=== What this task involves ===
Which lines of the records below contain the word "configuration"? Show each one.

--- Provided entries Enclosed Below ---

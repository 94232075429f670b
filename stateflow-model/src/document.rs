//! Statechart document AST.
//!
//! The compiler consumes an already-parsed, validated document; these types
//! are that parsed form. They derive serde so a document can be written as
//! a JSON DSL:
//!
//! ```json
//! {
//!   "name": "traffic",
//!   "states": [
//!     {"kind": "state", "id": "red",
//!      "transitions": [{"events": ["tick"], "targets": ["green"]}]},
//!     {"kind": "state", "id": "green",
//!      "transitions": [{"events": ["tick"], "targets": ["red"]}]}
//!   ]
//! }
//! ```
//!
//! Expressions (`cond`, `expr`, `location` payloads) are raw text here;
//! the engine's data-model binding compiles each one exactly once at model
//! build time.

use serde::{Deserialize, Serialize};

/// Raw expression text, resolved by the data-model binding at build time.
#[derive(Debug, Clone, PartialEq, Eq, Serialize, Deserialize)]
#[serde(transparent)]
pub struct Expression(pub String);

impl Expression {
    pub fn new(text: impl Into<String>) -> Self {
        Self(text.into())
    }

    pub fn as_str(&self) -> &str {
        &self.0
    }
}

impl From<&str> for Expression {
    fn from(s: &str) -> Self {
        Self(s.to_string())
    }
}

/// The root of a statechart document.
#[derive(Debug, Clone, Default, Serialize, Deserialize)]
pub struct StateMachineDocument {
    #[serde(default, skip_serializing_if = "Option::is_none")]
    pub name: Option<String>,

    /// Initial state ids. Empty means "first child state".
    #[serde(default, skip_serializing_if = "Vec::is_empty")]
    pub initial: Vec<String>,

    /// Top-level data-model declarations.
    #[serde(default, skip_serializing_if = "Vec::is_empty")]
    pub datamodel: Vec<DataDocument>,

    pub states: Vec<StateDocument>,
}

/// A state entity in the document.
#[derive(Debug, Clone, Serialize, Deserialize)]
#[serde(tag = "kind", rename_all = "snake_case")]
pub enum StateDocument {
    State(Box<CompoundDocument>),
    Parallel(Box<ParallelDocument>),
    Final(Box<FinalDocument>),
    History(Box<HistoryDocument>),
}

impl StateDocument {
    pub fn id(&self) -> &str {
        match self {
            StateDocument::State(s) => &s.id,
            StateDocument::Parallel(p) => &p.id,
            StateDocument::Final(f) => &f.id,
            StateDocument::History(h) => &h.id,
        }
    }
}

/// An atomic or compound state (atomic when `states` is empty).
#[derive(Debug, Clone, Default, Serialize, Deserialize)]
pub struct CompoundDocument {
    pub id: String,

    /// Initial child ids for compound states. Empty means "first child".
    #[serde(default, skip_serializing_if = "Vec::is_empty")]
    pub initial: Vec<String>,

    #[serde(default, skip_serializing_if = "Vec::is_empty")]
    pub states: Vec<StateDocument>,

    #[serde(default, skip_serializing_if = "Vec::is_empty")]
    pub transitions: Vec<TransitionDocument>,

    #[serde(default, skip_serializing_if = "Vec::is_empty")]
    pub invokes: Vec<InvokeDocument>,

    #[serde(default, skip_serializing_if = "Vec::is_empty")]
    pub on_entry: Vec<ActionDocument>,

    #[serde(default, skip_serializing_if = "Vec::is_empty")]
    pub on_exit: Vec<ActionDocument>,

    #[serde(default, skip_serializing_if = "Vec::is_empty")]
    pub datamodel: Vec<DataDocument>,
}

/// A parallel state: all child regions are active simultaneously.
#[derive(Debug, Clone, Default, Serialize, Deserialize)]
pub struct ParallelDocument {
    pub id: String,

    #[serde(default, skip_serializing_if = "Vec::is_empty")]
    pub states: Vec<StateDocument>,

    #[serde(default, skip_serializing_if = "Vec::is_empty")]
    pub transitions: Vec<TransitionDocument>,

    #[serde(default, skip_serializing_if = "Vec::is_empty")]
    pub invokes: Vec<InvokeDocument>,

    #[serde(default, skip_serializing_if = "Vec::is_empty")]
    pub on_entry: Vec<ActionDocument>,

    #[serde(default, skip_serializing_if = "Vec::is_empty")]
    pub on_exit: Vec<ActionDocument>,

    #[serde(default, skip_serializing_if = "Vec::is_empty")]
    pub datamodel: Vec<DataDocument>,
}

/// A final state. Entering it completes its parent's region.
#[derive(Debug, Clone, Default, Serialize, Deserialize)]
pub struct FinalDocument {
    pub id: String,

    #[serde(default, skip_serializing_if = "Vec::is_empty")]
    pub on_entry: Vec<ActionDocument>,

    #[serde(default, skip_serializing_if = "Vec::is_empty")]
    pub on_exit: Vec<ActionDocument>,

    /// Evaluated at entry; delivered in `done.state.*` events and recorded
    /// as the run's final value for a top-level final state.
    #[serde(default, skip_serializing_if = "Option::is_none")]
    pub done_data: Option<Expression>,
}

/// A history pseudostate. Never active itself; records its parent's
/// configuration on exit for later re-entry.
#[derive(Debug, Clone, Default, Serialize, Deserialize)]
pub struct HistoryDocument {
    pub id: String,

    /// Deep history restores the full nested configuration; shallow
    /// history restores only the immediate child.
    #[serde(default)]
    pub deep: bool,

    /// Default targets entered when no history has been recorded yet.
    #[serde(default, skip_serializing_if = "Vec::is_empty")]
    pub targets: Vec<String>,
}

/// A transition between states.
#[derive(Debug, Clone, Default, Serialize, Deserialize)]
pub struct TransitionDocument {
    /// Event descriptors ("error.*", "done.invoke", ...). Empty means
    /// eventless.
    #[serde(default, skip_serializing_if = "Vec::is_empty")]
    pub events: Vec<String>,

    /// Guard condition; a failing or throwing guard disables the
    /// transition.
    #[serde(default, skip_serializing_if = "Option::is_none")]
    pub cond: Option<Expression>,

    /// Target state ids. Empty means targetless (actions only, no
    /// exit/entry).
    #[serde(default, skip_serializing_if = "Vec::is_empty")]
    pub targets: Vec<String>,

    /// Internal transitions do not exit their source state when every
    /// target is a descendant of it.
    #[serde(default)]
    pub internal: bool,

    #[serde(default, skip_serializing_if = "Vec::is_empty")]
    pub actions: Vec<ActionDocument>,
}

/// An invoked external service declaration.
#[derive(Debug, Clone, Default, Serialize, Deserialize)]
pub struct InvokeDocument {
    /// Logical invoke id; auto-generated when absent.
    #[serde(default, skip_serializing_if = "Option::is_none")]
    pub id: Option<String>,

    /// Service type understood by the service factory (e.g. "echo").
    #[serde(rename = "type")]
    pub service_type: String,

    /// Source expression, evaluated against the current data model at
    /// start.
    #[serde(default, skip_serializing_if = "Option::is_none")]
    pub src: Option<Expression>,

    /// Inline content expression.
    #[serde(default, skip_serializing_if = "Option::is_none")]
    pub content: Option<Expression>,

    #[serde(default, skip_serializing_if = "Vec::is_empty")]
    pub params: Vec<ParamDocument>,

    /// Forward every external event received by the session to this
    /// service while it runs.
    #[serde(default)]
    pub auto_forward: bool,

    /// Actions run against the payload of events returned by the service,
    /// before the event is processed.
    #[serde(default, skip_serializing_if = "Vec::is_empty")]
    pub finalize: Vec<ActionDocument>,
}

/// A named parameter passed to an invoked service.
#[derive(Debug, Clone, Serialize, Deserialize)]
pub struct ParamDocument {
    pub name: String,
    pub expr: Expression,
}

/// A data-model declaration.
#[derive(Debug, Clone, Serialize, Deserialize)]
pub struct DataDocument {
    pub id: String,

    #[serde(default, skip_serializing_if = "Option::is_none")]
    pub expr: Option<Expression>,
}

/// Executable content: the closed set of built-in action kinds.
#[derive(Debug, Clone, Serialize, Deserialize)]
#[serde(tag = "action", rename_all = "snake_case")]
pub enum ActionDocument {
    Assign {
        location: String,
        expr: Expression,
    },
    Raise {
        event: String,
    },
    Send {
        event: String,
        #[serde(default, skip_serializing_if = "Option::is_none")]
        data: Option<Expression>,
        #[serde(default, skip_serializing_if = "Option::is_none")]
        id: Option<String>,
        #[serde(default, skip_serializing_if = "Option::is_none")]
        delay_ms: Option<u64>,
        /// `None` targets this session's external queue; `"#_internal"`
        /// targets the internal queue; `"#_invoke_<id>"` targets a running
        /// invoked service.
        #[serde(default, skip_serializing_if = "Option::is_none")]
        target: Option<String>,
    },
    Cancel {
        send_id: String,
    },
    Log {
        #[serde(default, skip_serializing_if = "Option::is_none")]
        label: Option<String>,
        #[serde(default, skip_serializing_if = "Option::is_none")]
        expr: Option<Expression>,
    },
    Script {
        source: Expression,
    },
    If {
        branches: Vec<IfBranchDocument>,
    },
    ForEach {
        array: Expression,
        item: String,
        #[serde(default, skip_serializing_if = "Option::is_none")]
        index: Option<String>,
        actions: Vec<ActionDocument>,
    },
}

/// One arm of an `if` action; `cond: None` is the `else` arm.
#[derive(Debug, Clone, Serialize, Deserialize)]
pub struct IfBranchDocument {
    #[serde(default, skip_serializing_if = "Option::is_none")]
    pub cond: Option<Expression>,
    pub actions: Vec<ActionDocument>,
}

#[cfg(test)]
mod tests {
    use super::*;
    use serde_json::json;

    #[test]
    fn document_from_json_dsl() {
        let doc: StateMachineDocument = serde_json::from_value(json!({
            "name": "traffic",
            "states": [
                {"kind": "state", "id": "red",
                 "on_entry": [{"action": "log", "label": "entered red"}],
                 "transitions": [{"events": ["tick"], "targets": ["green"]}]},
                {"kind": "state", "id": "green",
                 "transitions": [
                     {"events": ["tick"], "targets": ["red"],
                      "cond": "ctx.enabled"}
                 ]},
                {"kind": "final", "id": "off"}
            ]
        }))
        .unwrap();

        assert_eq!(doc.name.as_deref(), Some("traffic"));
        assert_eq!(doc.states.len(), 3);
        assert_eq!(doc.states[0].id(), "red");

        let StateDocument::State(green) = &doc.states[1] else {
            panic!("expected state");
        };
        assert_eq!(
            green.transitions[0].cond,
            Some(Expression::from("ctx.enabled"))
        );
    }

    #[test]
    fn invoke_document_type_field() {
        let invoke: InvokeDocument = serde_json::from_value(json!({
            "type": "echo",
            "id": "svc",
            "auto_forward": true
        }))
        .unwrap();
        assert_eq!(invoke.service_type, "echo");
        assert_eq!(invoke.id.as_deref(), Some("svc"));
        assert!(invoke.auto_forward);
    }
}
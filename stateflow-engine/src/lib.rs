//! # stateflow-engine
//!
//! Statechart execution engine for stateflow.
//!
//! This crate provides:
//! - Build-time evaluator resolution over a compiled model
//! - The interpreter step loop (microsteps, macrosteps, stable points)
//! - Event queues, delayed sends, and invoked-service management
//! - The basic expression binding for guards and assignments
//! - Checkpoint persistence and session restore

pub mod action;
pub mod binding;
pub mod build;
pub mod datamodel;
pub mod error;
pub mod event;
pub mod interpreter;
pub mod invoke;
mod persist;
pub mod queue;

pub use action::{CompiledAction, PendingSends, SendTarget};
pub use binding::{
    BasicBinding, CompileError, ConditionEvaluator, DataModelBinding, LocationEvaluator,
    ScriptEvaluator, ValueEvaluator,
};
pub use build::{build_model, CompiledInvoke, CompiledModel};
pub use datamodel::DataModel;
pub use error::{CommunicationError, ExecutionError, RunError, UnhandledErrorBehaviour};
pub use event::{descriptor_matches, Event, EventKind, InvokeId};
pub use interpreter::{
    CancelHandle, CheckpointGranularity, Interpreter, InterpreterOptions,
};
pub use invoke::{
    EchoFactory, InvokeManager, InvokeRequest, InvokedService, ServiceFactory, ServiceRegistry,
    StartInvoke,
};
pub use queue::{EventQueue, EventSender};
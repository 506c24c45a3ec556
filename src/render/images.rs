//! Image placeholder substitution and HTML image conversion.
//!
//! Text coming from some extractors carries placeholders such as
//! `<image: figure of the encoder>` where an image sat on the page. They
//! are matched to extracted images purely by order of appearance. The
//! position in that order is an explicit [`ImageCursor`] passed in and
//! handed back, so rendering one section never depends on what another
//! render did before it.

use regex::{Captures, Regex};

use crate::error::{Error, Result};

/// Default placeholder pattern (English and Spanish tags).
pub const DEFAULT_IMAGE_TAG_PATTERN: &str = r"<image: .+?>|<Imagen: .+?>";

/// Index of the next image to hand out.
#[derive(Debug, Clone, Copy, PartialEq, Eq, Default)]
pub struct ImageCursor {
    next: usize,
}

impl ImageCursor {
    /// Cursor at the first image.
    pub fn new() -> Self {
        Self::default()
    }

    /// Cursor at a given image index.
    pub fn at(index: usize) -> Self {
        Self { next: index }
    }

    /// Index of the next image.
    pub fn position(&self) -> usize {
        self.next
    }

    /// Cursor one image further.
    pub fn advance(self) -> Self {
        Self {
            next: self.next + 1,
        }
    }
}

/// A piece of text split at image placeholders.
#[derive(Debug, Clone, PartialEq, Eq)]
pub enum TextPiece {
    /// Plain text between placeholders
    Text(String),
    /// A placeholder resolved to an image path
    Image {
        /// Index into the image path list
        index: usize,
        /// Image path
        path: String,
    },
}

/// Finds image placeholders in text.
#[derive(Debug, Clone)]
pub struct ImageTagger {
    pattern: Regex,
}

impl ImageTagger {
    /// Tagger for [`DEFAULT_IMAGE_TAG_PATTERN`].
    pub fn new() -> Self {
        Self {
            pattern: Regex::new(DEFAULT_IMAGE_TAG_PATTERN).expect("valid image tag regex"),
        }
    }

    /// Tagger for a custom placeholder pattern.
    pub fn with_pattern(pattern: &str) -> Result<Self> {
        let pattern = Regex::new(pattern)
            .map_err(|e| Error::Other(format!("Invalid image tag pattern: {}", e)))?;
        Ok(Self { pattern })
    }

    /// Check if `text` contains any placeholder.
    pub fn has_tags(&self, text: &str) -> bool {
        self.pattern.is_match(text)
    }

    /// Replace placeholders with Markdown image links, in order, starting
    /// at `cursor`. Placeholders beyond the available paths stay as they are.
    pub fn substitute(
        &self,
        text: &str,
        paths: &[String],
        cursor: ImageCursor,
    ) -> (String, ImageCursor) {
        let mut cursor = cursor;
        let replaced = self.pattern.replace_all(text, |caps: &Captures| {
            match paths.get(cursor.position()) {
                Some(path) => {
                    let link = format!("![Image {}]({})", cursor.position(), path);
                    cursor = cursor.advance();
                    link
                }
                None => caps[0].to_string(),
            }
        });
        (replaced.into_owned(), cursor)
    }

    /// Split `text` at placeholders, resolving each to the next image path.
    /// Unresolvable placeholders are kept inside the surrounding text.
    pub fn split(
        &self,
        text: &str,
        paths: &[String],
        cursor: ImageCursor,
    ) -> (Vec<TextPiece>, ImageCursor) {
        let mut cursor = cursor;
        let mut pieces = Vec::new();
        let mut pending = String::new();
        let mut last = 0;

        for m in self.pattern.find_iter(text) {
            pending.push_str(&text[last..m.start()]);
            last = m.end();
            match paths.get(cursor.position()) {
                Some(path) => {
                    if !pending.is_empty() {
                        pieces.push(TextPiece::Text(std::mem::take(&mut pending)));
                    }
                    pieces.push(TextPiece::Image {
                        index: cursor.position(),
                        path: path.clone(),
                    });
                    cursor = cursor.advance();
                }
                None => pending.push_str(m.as_str()),
            }
        }
        pending.push_str(&text[last..]);
        if !pending.is_empty() {
            pieces.push(TextPiece::Text(pending));
        }
        (pieces, cursor)
    }
}

impl Default for ImageTagger {
    fn default() -> Self {
        Self::new()
    }
}

/// Replace default placeholders with Markdown image links.
pub fn substitute_image_tags(
    text: &str,
    paths: &[String],
    cursor: ImageCursor,
) -> (String, ImageCursor) {
    ImageTagger::new().substitute(text, paths, cursor)
}

/// Rewrite Markdown images as HTML `<img>` tags with a fixed width.
pub fn images_to_html(text: &str, width: u32) -> String {
    let re = Regex::new(r"!\[(.*?)\]\((.*?)\)").expect("valid image link regex");
    re.replace_all(text, |caps: &Captures| {
        format!(
            "\n<img src=\"{}\" alt=\"{}\" width=\"{}px\">\n",
            &caps[2], &caps[1], width
        )
    })
    .into_owned()
}
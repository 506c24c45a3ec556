//! Rendering module for converting section trees to and from output formats.

mod images;
mod json;
mod markdown;
mod options;
mod text;

pub use images::{
    images_to_html, substitute_image_tags, ImageCursor, ImageTagger, TextPiece,
    DEFAULT_IMAGE_TAG_PATTERN,
};
pub use json::{from_json, to_json, JsonFormat};
pub use markdown::{from_markdown, to_markdown, MarkdownRenderer};
pub use options::RenderOptions;
pub use text::to_text;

--- End of Enclosed Provided entries ---

=== Result for this task ===
/// configuration on exit for later re-entry.
    /// Deep history restores the full nested configuration; shallow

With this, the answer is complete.